Absolutely. In a traditional setup, you might use a technique like HPLC, where you take a sample, run it for several minutes, and get one data point—say, the concentration of your final product. With the in-line Fourier 80 NMR, we get a complete chemical snapshot every few seconds without ever breaking the flow. In one instance, the NMR data, orchestrated through the synTQ software, showed not only that the fentanyl concentration was steady, but also that the concentration of a key intermediate was beginning to creep up slightly. A traditional method would have missed this nuance entirely. Our AI, however, interpreted this as a sign of slowing reaction kinetics. It immediately made a micro-adjustment to the residence time by slightly tweaking the flow rate, bringing the intermediate back down to its optimal level and preventing a potential drop in overall conversion. That kind of granular, multi-attribute control in real time is a game-changer for process optimization and quality assurance.
What is your forecast for the adoption of fully autonomous, AI-driven flow chemistry platforms in pharmaceutical manufacturing over the next five to ten years?
I believe we are at an inflection point. The next five to ten years will see a significant shift from pilot projects like ours to widespread industrial implementation. The technology—the flow reactors, the in-line analytics like NMR, and the AI—has matured. More importantly, the industry’s mindset has changed, driven by the harsh lessons of the pandemic about supply chain fragility.
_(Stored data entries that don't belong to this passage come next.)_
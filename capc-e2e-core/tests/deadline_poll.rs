//! Deadline poller timing against real log trees.

mod common;

use std::sync::atomic::{AtomicBool, AtomicU32, Ordering};
use std::time::{Duration, Instant};

use async_trait::async_trait;
use capc_e2e_core::signature::{CAPC_CONTROLLER_MARKER, NO_MATCH_FOUND_PREFIX};
use capc_e2e_core::{
    CancelSource, CancelToken, DeadlineBudget, ExpectedSignature, LogFileFilter, PollOutcome,
    PollResult, Probe, SignatureMatcher, StopFlag, poll_until,
};
use common::LogTree;
use common::fixtures::{BAD_OFFERING, CONTROLLER_LOG, rejection_log};

#[ctor::ctor]
fn setup() {
    common::init_test_logging();
}

/// Wraps a matcher and counts invocations, including any after it settled.
struct CountingProbe {
    inner: SignatureMatcher,
    calls: AtomicU32,
    calls_after_settle: AtomicU32,
    settled: AtomicBool,
}

impl CountingProbe {
    fn new(tree: &LogTree) -> Self {
        Self {
            inner: SignatureMatcher::new(
                tree.root(),
                LogFileFilter::controller_manager_log(CAPC_CONTROLLER_MARKER),
                ExpectedSignature::new(NO_MATCH_FOUND_PREFIX, BAD_OFFERING),
            ),
            calls: AtomicU32::new(0),
            calls_after_settle: AtomicU32::new(0),
            settled: AtomicBool::new(false),
        }
    }

    fn calls(&self) -> u32 {
        self.calls.load(Ordering::SeqCst)
    }
}

#[async_trait]
impl Probe for CountingProbe {
    fn describe(&self) -> String {
        format!("counting {}", self.inner.describe())
    }

    async fn probe(&self, stop: &StopFlag) -> PollResult {
        self.calls.fetch_add(1, Ordering::SeqCst);
        if self.settled.load(Ordering::SeqCst) {
            self.calls_after_settle.fetch_add(1, Ordering::SeqCst);
        }
        let result = self.inner.probe(stop).await;
        if result.is_settled() {
            self.settled.store(true, Ordering::SeqCst);
        }
        result
    }
}

fn budget(deadline_ms: u64, interval_ms: u64) -> DeadlineBudget {
    DeadlineBudget::new(Duration::from_millis(deadline_ms), Duration::from_millis(interval_ms))
}

#[tokio::test]
async fn test_no_probe_after_found() {
    let tree = LogTree::new();
    let path = tree.write(CONTROLLER_LOG, rejection_log(BAD_OFFERING));
    let probe = CountingProbe::new(&tree);

    let report = poll_until(&probe, budget(2_000, 20), &CancelToken::never()).await;
    // Give a misbehaving poller the chance to probe again.
    tokio::time::sleep(Duration::from_millis(100)).await;

    assert_eq!(report.outcome, PollOutcome::Found(path.display().to_string()));
    assert_eq!(probe.calls(), 1);
    assert_eq!(probe.calls_after_settle.load(Ordering::SeqCst), 0);
}

#[tokio::test]
async fn test_found_after_signature_appears() {
    let tree = LogTree::new();
    tree.write(CONTROLLER_LOG, "I1016 10:00:00 starting manager\n");
    let probe = CountingProbe::new(&tree);

    let writer = {
        let path = tree.root().join(CONTROLLER_LOG);
        tokio::spawn(async move {
            tokio::time::sleep(Duration::from_millis(120)).await;
            common::fixtures::write_file(&path, rejection_log(BAD_OFFERING).as_bytes());
        })
    };

    let report = poll_until(&probe, budget(3_000, 20), &CancelToken::never()).await;
    writer.await.unwrap();

    assert!(matches!(report.outcome, PollOutcome::Found(_)));
    assert!(report.attempts > 1);
    assert_eq!(report.attempts, probe.calls());
    assert_eq!(probe.calls_after_settle.load(Ordering::SeqCst), 0);
}

#[tokio::test]
async fn test_not_found_only_after_deadline_and_within_bound() {
    let tree = LogTree::new();
    tree.write(CONTROLLER_LOG, rejection_log("another-offering"));
    let probe = CountingProbe::new(&tree);
    let budget = budget(250, 40);

    let started = Instant::now();
    let report = poll_until(&probe, budget, &CancelToken::never()).await;
    let wall = started.elapsed();

    assert_eq!(report.outcome, PollOutcome::NotFound);
    assert!(report.elapsed >= budget.deadline, "gave up early: {:?}", report.elapsed);
    // deadline + interval, plus scheduler slack.
    assert!(wall < budget.deadline + budget.interval + Duration::from_millis(200), "{wall:?}");
    assert_eq!(report.attempts, probe.calls());
}

#[tokio::test]
async fn test_zero_deadline_probes_exactly_once() {
    let tree = LogTree::new();
    let probe = CountingProbe::new(&tree);

    let started = Instant::now();
    let report = poll_until(&probe, budget(0, 50), &CancelToken::never()).await;

    assert_eq!(report.outcome, PollOutcome::NotFound);
    assert_eq!(report.attempts, 1);
    assert_eq!(probe.calls(), 1);
    assert!(started.elapsed() < Duration::from_millis(500));
}

#[tokio::test]
async fn test_cancel_mid_poll_returns_within_one_tick() {
    let tree = LogTree::new();
    let probe = CountingProbe::new(&tree);
    let source = CancelSource::new();
    let token = source.token();
    let interval = Duration::from_millis(300);

    let cancel_at = Duration::from_millis(150);
    tokio::spawn(async move {
        tokio::time::sleep(cancel_at).await;
        source.cancel();
    });

    let started = Instant::now();
    let report = poll_until(&probe, DeadlineBudget::new(Duration::from_secs(30), interval), &token).await;
    let wall = started.elapsed();

    assert_eq!(report.outcome, PollOutcome::Cancelled);
    assert_ne!(report.outcome, PollOutcome::NotFound);
    assert!(wall >= cancel_at);
    assert!(wall < cancel_at + interval, "{wall:?}");
}

#[tokio::test]
async fn test_already_cancelled_never_probes() {
    let tree = LogTree::new();
    let probe = CountingProbe::new(&tree);
    let source = CancelSource::new();
    source.cancel();

    let report = poll_until(&probe, budget(1_000, 10), &source.token()).await;
    assert_eq!(report.outcome, PollOutcome::Cancelled);
    assert_eq!(report.attempts, 0);
    assert_eq!(probe.calls(), 0);
}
These autonomous platforms offer unparalleled precision, efficiency, and scalability, but their greatest promise is resilience. I forecast that these smart, self-regulating facilities will become the cornerstone of Pharma 4.0, first for critical and essential medicines, and then expanding across the board. We will move away from monolithic, overseas plants to a network of smaller, more agile, and fully autonomous manufacturing sites that can respond to demand in real time, ensuring that critical medicines are always within reach.